Il ruolo principale della room è quello di monitorare i flussi di informazione sui social network. Contrariamente a quanto spesso si è scritto, la sua attività principale non consiste nel diffondere contenuti preconfezionati (testi, infografiche, meme, etc.), ma nel costruirsi giorno dopo giorno come una vera e propria “redazione” controinformativa. In questa peculiarità sta l’assoluta novità nel panorama nazionale dell’esperienza e ciò che ne ha sancito la progressiva visibilità e il relativo successo.
Come funziona questa “redazione controinformativa”?

La particolarità della situazione politica italiana unita a una spontanea propensione dei social alla diffusione di contenuti non verificati ha in qualche modo costretto un gruppo di comunicatori “governativi” a correggere flussi, nati spontaneamente o veicolati dagli avversari politici (in special modo dal Movimento 5 Stelle), tendenti al massimo grado di negativismo (“deve essere per forza così, tutto va male, andrà sempre peggio!”). Decisiva in questo senso è stata, oltre al grado di maggiore preparazione e autorevolezza rispetto all’attivismo pentastellato, la prossimità del gruppo con le attività dei gruppi parlamentari di Camera e Senato; poter consultare un testo di legge direttamente, nel momento in cui un flusso informativo ne depreca il contenuto, può essere la carta vincente per diffonderne istantaneamente la bontà, o per mettere in risalto gli aspetti positivi (che come abbiamo visto “non fanno titolo”), così come potersi tempestivamente consultare con stimati esperti dei settori tecnici che si intrecciano alla politica.

All’indomani del successo alle elezioni europee, successivo al periodo di maggior attività della community, la stessa ha subito un periodo di stanca, in parte dovuto a un fisiologico logoramento tipico delle comunità digitali ad assidua frequentazione, in parte al clima di popolarità del Partito e del Governo in cui sembrava naturale che un meccanismo che così bene aveva funzionato potesse autoalimentarsi spontaneamente senza troppi sforzi.
Non sono mancati alcuni importanti exploit comunicativi come la campagna in favore della scelta di Sergio Mattarella alla carica di Presidente della Repubblica, vero spartiacque del renzismo: ma in questa sua seconda fase il lavoro della community è stato meno strutturato e più istintivo, a fiammate appunto, legato all’iniziativa dei suoi componenti più in vista.

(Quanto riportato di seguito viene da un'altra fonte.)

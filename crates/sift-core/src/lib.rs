//! Full-text search text pipeline for a notes folder, independent of how it is
//! run (CLI or a host app).
//!
//! Indexing: text → [`tokenize_for_indexing`] → tokens for an index.
//! Querying: text → [`tokenize_for_search`] → [`QueryExpr`] → index hits →
//! [`get_matches`] → [`make_excerpt`].
//!
//! Language tokenizers are plugged in through a [`TokenizerRegistry`], which is
//! passed explicitly wherever tokenization happens.

pub mod app_data;
pub mod capability;
pub mod chinese;
pub mod config;
pub mod contract;
pub mod excerpt;
pub mod index;
pub mod matches;
pub mod notes;
pub mod plugin;
pub mod query;
pub mod registry;
pub mod search;
pub mod store;
pub mod text;
pub mod tokenize;
pub mod watcher;

pub use app_data::app_data_dir;
pub use capability::{CapabilityError, TokenizerCapability, ValidatedTokenizer};
pub use config::{get_notes_root, load_config, save_config, set_notes_root, Config, ConfigError, SearchSettings};
pub use excerpt::{make_excerpt, LogNotifier, Notifier, ResultExcerpt};
pub use index::{build_index, index_notes, IndexError};
pub use matches::{get_matches, strings_to_regex, SearchMatch};
pub use notes::{scan_notes, Note, ScanError};
pub use plugin::load_from_path;
pub use query::Query;
pub use registry::TokenizerRegistry;
pub use search::{search_notes, NoteHit};
pub use store::TokenStore;
pub use text::escape_html;
pub use tokenize::{tokenize_for_indexing, tokenize_for_search, AndGroup, IndexingOptions, QueryExpr};
pub use watcher::{watch_notes, WatchError};

/// Returns a short status string. Used to verify the backend is wired up.
pub fn status() -> &'static str {
    "sift-core ready"
}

È degli ultimi mesi, però, con Alessia Rotta nel ruolo di responsabile comunicazione, un ulteriore rilancio del progetto nei suoi due binari originari: la partecipazione democratica sui territori e l’attivismo web. Per quanto riguarda il primo aspetto è stato attivato un tour su tutto il territorio nazionale per coinvolgere e formare nuovi attivisti, ma anche con lo scopo di “fare rete” nel senso di sinergizzare le potenzialità dei singoli usando il web come canale intercomunicativo, e non solo, per la diffusione di contenuti all’esterno. Il programma di partecipazione si fonde all’attività digitale sempre nell’ottica di “redazione” controinformativa: ma in questo caso possiamo parlare di “redazioni locali” come quelle che hanno portato alla luce magagne ed incongruenze delle amministrazioni grilline a Quarto, Livorno, Bagheria e Pomezia. La room nazionale raccoglie questi contenuti e li diffonde con un meccanismo ormai oliatissimo, utilizzando gli hashtag come veicolo e un certo grado di ironia che coinvolge anche gli utenti non necessariamente allineati al Partito Democratico.

Tornando al quesito che ci siamo posti in apertura di questo ragionamento possiamo quindi riassumere che se all’utente medio o all’addetto ai lavori la presenza massiccia della comunicazione politica modello PDCommunity sui social network può istintivamente risultare fastidiosa, questa invasione ingombrante di campo contribuisce nel panorama informativo a creare una maggiore completezza e in buona misura bilancia la tendenza alla diffusione di contenuti volutamente populisti e tendenti al massimo grado di negatività, siano essi preconfezionati e diffusi dai movimenti antisistemici a priori, siano il frutto di derive sensazionalistiche di una parte dell’informazione.